Location
- 755 North A Street Perris, California 92570 United States
- Coordinates: 33°47′32″N 117°14′03″W﻿ / ﻿33.792208°N 117.234301°W

Information
- School type: Public
- Motto: "Leading the charge"
- Established: 2003
- School district: Perris Union High School District
- Principal: Dr. Michael Dodson
- Teaching staff: 36.05 (FTE)
- Grades: 5-12
- Enrollment: 1,049 (2018-19)
- Student to teacher ratio: 29.10
- Colours: gold & black
- Athletics: C.M.I has a variety of sports not only offered to high school Cadets but also middle school and elementary cadets.
- Sports: High school female sports: -Varsity/JV Volleyball -Varsity/JV Cheerleading -Varsity/JV Track -Varsity/JV Cross Country -Varsity/JV Basketball -Varsity Softball -Varsity Soccer High school male sports: -Varsity/JV Football -Varsity/JV Track -Varsity/JV Cross Country -Varsity/JV Basketball -Varsity/JV Cheerleading -Varsity Soccer -Varsity Baseball Middle school/elementary school -Girls/Boys Soccer -Girls/Boys Basketball -Girls/Boys Cheerleading -Girls Softball -Boys Football -Girls Volleyball
- Mascot: "Rough Riders"
- Nickname: C.M.I Rough Riders
- Rival: Nuview Bridge Early College High School and Army Navy Academy
- Website: http://cmi.puhsd.org/

= California Military Institute =

California Military Institute is a publicly funded charter school located in Perris, California, which serves grades 5–12. It is attended by 1100 students. It is part of the Perris Union High School District. The California Military Institute is also known by its abbreviation: CMI. C.M.I's mascot is Theodore "Teddy" Roosevelt's Rough Riders. Students are affiliated with the California Cadet Corps.

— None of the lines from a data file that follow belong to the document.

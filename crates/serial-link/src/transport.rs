//! Byte-stream transports

use crate::config::LinkConfig;
use crate::error::LinkError;
use std::io::{Read, Write};
use tokio_serial::{DataBits, FlowControl, Parity, SerialPort, StopBits};
use tracing::info;

/// A bidirectional byte stream to the sensor board
///
/// Implementations must not block longer than their read timeout, since
/// the RX worker holds the transport lock while reading.
pub trait Transport: Send {
    /// Read whatever is currently waiting; an empty vector means idle
    fn read_available(&mut self) -> Result<Vec<u8>, LinkError>;

    /// Write all bytes and flush
    fn write(&mut self, data: &[u8]) -> Result<(), LinkError>;

    /// Number of bytes waiting to be read
    fn bytes_waiting(&mut self) -> Result<usize, LinkError>;

    fn is_open(&self) -> bool;

    /// Release the underlying device; idempotent
    fn close(&mut self);
}

/// Serial port transport, 8N1 without flow control
pub struct SerialTransport {
    name: String,
    port: Option<Box<dyn SerialPort>>,
}

impl SerialTransport {
    /// Open the configured device
    pub fn open(config: &LinkConfig) -> Result<Self, LinkError> {
        info!(port = %config.port, baud = config.baud_rate, "Opening serial port");

        let port = tokio_serial::new(config.port.as_str(), config.baud_rate)
            .data_bits(DataBits::Eight)
            .parity(Parity::None)
            .stop_bits(StopBits::One)
            .flow_control(FlowControl::None)
            .timeout(config.read_timeout())
            .open()?;

        Ok(Self {
            name: config.port.clone(),
            port: Some(port),
        })
    }

    /// Device path this transport was opened on
    pub fn name(&self) -> &str {
        &self.name
    }

    fn port(&mut self) -> Result<&mut Box<dyn SerialPort>, LinkError> {
        self.port.as_mut().ok_or(LinkError::TransportClosed)
    }
}

impl Transport for SerialTransport {
    fn read_available(&mut self) -> Result<Vec<u8>, LinkError> {
        let waiting = self.bytes_waiting()?;
        if waiting == 0 {
            return Ok(Vec::new());
        }

        let mut buf = vec![0u8; waiting];
        let n = self
            .port()?
            .read(&mut buf)
            .map_err(|e| LinkError::ReadFailed(e.to_string()))?;
        buf.truncate(n);
        Ok(buf)
    }

    fn write(&mut self, data: &[u8]) -> Result<(), LinkError> {
        let port = self.port()?;
        port.write_all(data)
            .and_then(|()| port.flush())
            .map_err(|e| LinkError::WriteFailed(e.to_string()))
    }

    fn bytes_waiting(&mut self) -> Result<usize, LinkError> {
        let waiting = self
            .port()?
            .bytes_to_read()
            .map_err(|e| LinkError::ReadFailed(e.to_string()))?;
        Ok(waiting as usize)
    }

    fn is_open(&self) -> bool {
        self.port.is_some()
    }

    fn close(&mut self) {
        if self.port.take().is_some() {
            info!(port = %self.name, "Serial port closed");
        }
    }
}
//! Sensor Board Serial Link
//!
//! Connects the host to the sensor board over a byte-stream transport.
//! Three workers run concurrently once the link is started:
//!
//! - RX moves every byte the transport delivers into the inbound buffer
//! - TX drains the outbound buffer to the transport in bounded chunks
//! - Decode turns inbound bytes into frames and publishes them on a
//!   [`frame_bus::FrameBus`]
//!
//! Worker errors never stop the link. They are counted, logged and
//! forwarded to an error channel the application may drain.

mod config;
mod error;
mod link;
mod mock;
mod report;
mod stats;
mod transport;
mod worker;

pub use self::config::LinkConfig;
pub use error::LinkError;
pub use link::SerialLink;
pub use mock::{MockHandle, MockTransport};
pub use stats::StatsSnapshot;
pub use transport::{SerialTransport, Transport};
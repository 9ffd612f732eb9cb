//! Sensor Link Monitor - Main Entry Point
//!
//! Usage: `link-monitor [config.toml]`. Settings may also come from
//! `SENSOR_LINK_*` environment variables.

use anyhow::{Context, Result};
use frame_bus::{FrameBuffer, FrameBus};
use frame_protocol::CommandFrame;
use ring_buffer::RingBuffer;
use serial_link::{LinkConfig, SerialLink};
use std::path::PathBuf;
use std::str::FromStr;
use std::sync::Arc;
use std::time::Duration;
use tracing::{debug, info, warn, Level};
use tracing_subscriber::FmtSubscriber;

/// Frames the monitor can fall behind by before dropping
const MONITOR_CAPACITY: usize = 1024;

const DRAIN_INTERVAL: Duration = Duration::from_millis(20);
const STATS_INTERVAL: Duration = Duration::from_secs(5);

fn parse_level(level: &str) -> Level {
    Level::from_str(level.trim()).unwrap_or(Level::INFO)
}

fn init_logging(level: Level) -> Result<()> {
    let subscriber = FmtSubscriber::builder()
        .with_max_level(level)
        .with_target(true)
        .finish();

    tracing::subscriber::set_global_default(subscriber)
        .context("Failed to set tracing subscriber")
}

fn drain_frames(frames: &FrameBuffer) -> Result<()> {
    for frame in frames.read_all() {
        info!(target: "frames", "{}", serde_json::to_string(&frame)?);
    }
    Ok(())
}

#[tokio::main]
async fn main() -> Result<()> {
    let config_path = std::env::args().nth(1).map(PathBuf::from);
    let config = LinkConfig::load(config_path.as_deref()).context("Failed to load configuration")?;
    init_logging(parse_level(&config.log_level))?;

    info!("=== Sensor Link Monitor v{} ===", env!("CARGO_PKG_VERSION"));

    let bus = Arc::new(FrameBus::new());
    let frames: Arc<FrameBuffer> = Arc::new(RingBuffer::new(MONITOR_CAPACITY)?);
    bus.subscribe(&frames);

    let mut link = SerialLink::open(config, Arc::clone(&bus))
        .context("Failed to open serial link")?;
    let mut errors = link
        .take_errors()
        .context("Error channel already taken")?;

    link.send_command(&CommandFrame::read_status())?;

    let mut drain = tokio::time::interval(DRAIN_INTERVAL);
    let mut report = tokio::time::interval(STATS_INTERVAL);
    let interrupt = tokio::signal::ctrl_c();
    tokio::pin!(interrupt);
    loop {
        tokio::select! {
            _ = &mut interrupt => {
                info!("Interrupt received");
                break;
            }
            _ = drain.tick() => drain_frames(&frames)?,
            _ = report.tick() => {
                let stats = link.stats();
                info!(target: "stats", "{}", serde_json::to_string(&stats)?);
                if frames.total_dropped() > 0 {
                    warn!(dropped = frames.total_dropped(), "Monitor fell behind");
                }
            }
            Some(error) = errors.recv() => debug!(error = %error, "Link error drained"),
        }

        if !link.is_running() {
            warn!("Serial link no longer running");
            break;
        }
    }

    drain_frames(&frames)?;
    link.shutdown().await?;
    info!("Monitor stopped");
    Ok(())
}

The California Military Institute is now given free uniforms from the CACC, because of this students no longer have to pay for their uniforms. High school students are required to wear the uniform ACU. Middle school/Elementary school students are required to wear the Class C uniform. All students must wear a Class B uniform on the required day as well. C.M.I is visited constantly throughout the year by many military branches, especially during the Pass-n-Review C.M.I has once every semester.

C.M.I does not just focus on the military side of the school but also offers a variety of sports students can try out for. These sports are also offered to middle school and elementary students.